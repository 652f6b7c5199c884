//! Whitespace tokenizer implementation.

use super::Tokenizer;

use crate::analysis::token::{Token, TokenStream};

/// A tokenizer that splits text on runs of whitespace.
#[derive(Clone, Debug, Default)]
pub struct WhitespaceTokenizer;

impl WhitespaceTokenizer {
    /// Create a new whitespace tokenizer.
    pub fn new() -> Self {
        WhitespaceTokenizer
    }
}

impl Tokenizer for WhitespaceTokenizer {
    fn tokenize(&self, text: &str) -> TokenStream {
        let mut tokens = Vec::new();
        let mut start: Option<usize> = None;

        for (offset, c) in text.char_indices() {
            match (c.is_whitespace(), start) {
                (true, Some(begin)) => {
                    tokens.push(Token::with_offsets(
                        &text[begin..offset],
                        tokens.len(),
                        begin,
                        offset,
                    ));
                    start = None;
                }
                (false, None) => start = Some(offset),
                _ => {}
            }
        }
        if let Some(begin) = start {
            tokens.push(Token::with_offsets(
                &text[begin..],
                tokens.len(),
                begin,
                text.len(),
            ));
        }

        Box::new(tokens.into_iter())
    }

    fn name(&self) -> &'static str {
        "whitespace"
    }
}

#[cfg(test)]
mod tests {
    use super::*;

    #[test]
    fn test_whitespace_tokenizer() {
        let tokenizer = WhitespaceTokenizer::new();
        let tokens: Vec<Token> = tokenizer.tokenize("hello  world\ttest").collect();

        assert_eq!(tokens.len(), 3);
        assert_eq!(tokens[0].text, "hello");
        assert_eq!(tokens[1].text, "world");
        assert_eq!(tokens[1].position, 1);
        assert_eq!(tokens[1].start_offset, 7);
        assert_eq!(tokens[1].end_offset, 12);
        assert_eq!(tokens[2].text, "test");
    }

    #[test]
    fn test_empty_and_blank_input() {
        let tokenizer = WhitespaceTokenizer::new();
        assert_eq!(tokenizer.tokenize("").count(), 0);
        assert_eq!(tokenizer.tokenize(" \n\t ").count(), 0);
    }

    #[test]
    fn test_matches_split_whitespace() {
        let text = " über\u{a0}straße  x\n";
        let tokenizer = WhitespaceTokenizer::new();
        let texts: Vec<String> = tokenizer.tokenize(text).map(|t| t.text).collect();
        let expected: Vec<&str> = text.split_whitespace().collect();
        assert_eq!(texts, expected);
    }

    #[test]
    fn test_tokenizer_name() {
        assert_eq!(WhitespaceTokenizer::new().name(), "whitespace");
    }
}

▶ [BRIEF]
Beginning with the line containing "let tokens: Vec<Token>", repeat each line of the listing above, exactly, through the last one, and stop there.

▶ [SOLUTION FOR THIS TASK]
        let tokens: Vec<Token> = tokenizer.tokenize("hello  world\ttest").collect();

        assert_eq!(tokens.len(), 3);
        assert_eq!(tokens[0].text, "hello");
        assert_eq!(tokens[1].text, "world");
        assert_eq!(tokens[1].position, 1);
        assert_eq!(tokens[1].start_offset, 7);
        assert_eq!(tokens[1].end_offset, 12);
        assert_eq!(tokens[2].text, "test");
    }

    #[test]
    fn test_empty_and_blank_input() {
        let tokenizer = WhitespaceTokenizer::new();
        assert_eq!(tokenizer.tokenize("").count(), 0);
        assert_eq!(tokenizer.tokenize(" \n\t ").count(), 0);
    }

    #[test]
    fn test_matches_split_whitespace() {
        let text = " über\u{a0}straße  x\n";
        let tokenizer = WhitespaceTokenizer::new();
        let texts: Vec<String> = tokenizer.tokenize(text).map(|t| t.text).collect();
        let expected: Vec<&str> = text.split_whitespace().collect();
        assert_eq!(texts, expected);
    }

    #[test]
    fn test_tokenizer_name() {
        assert_eq!(WhitespaceTokenizer::new().name(), "whitespace");
    }
}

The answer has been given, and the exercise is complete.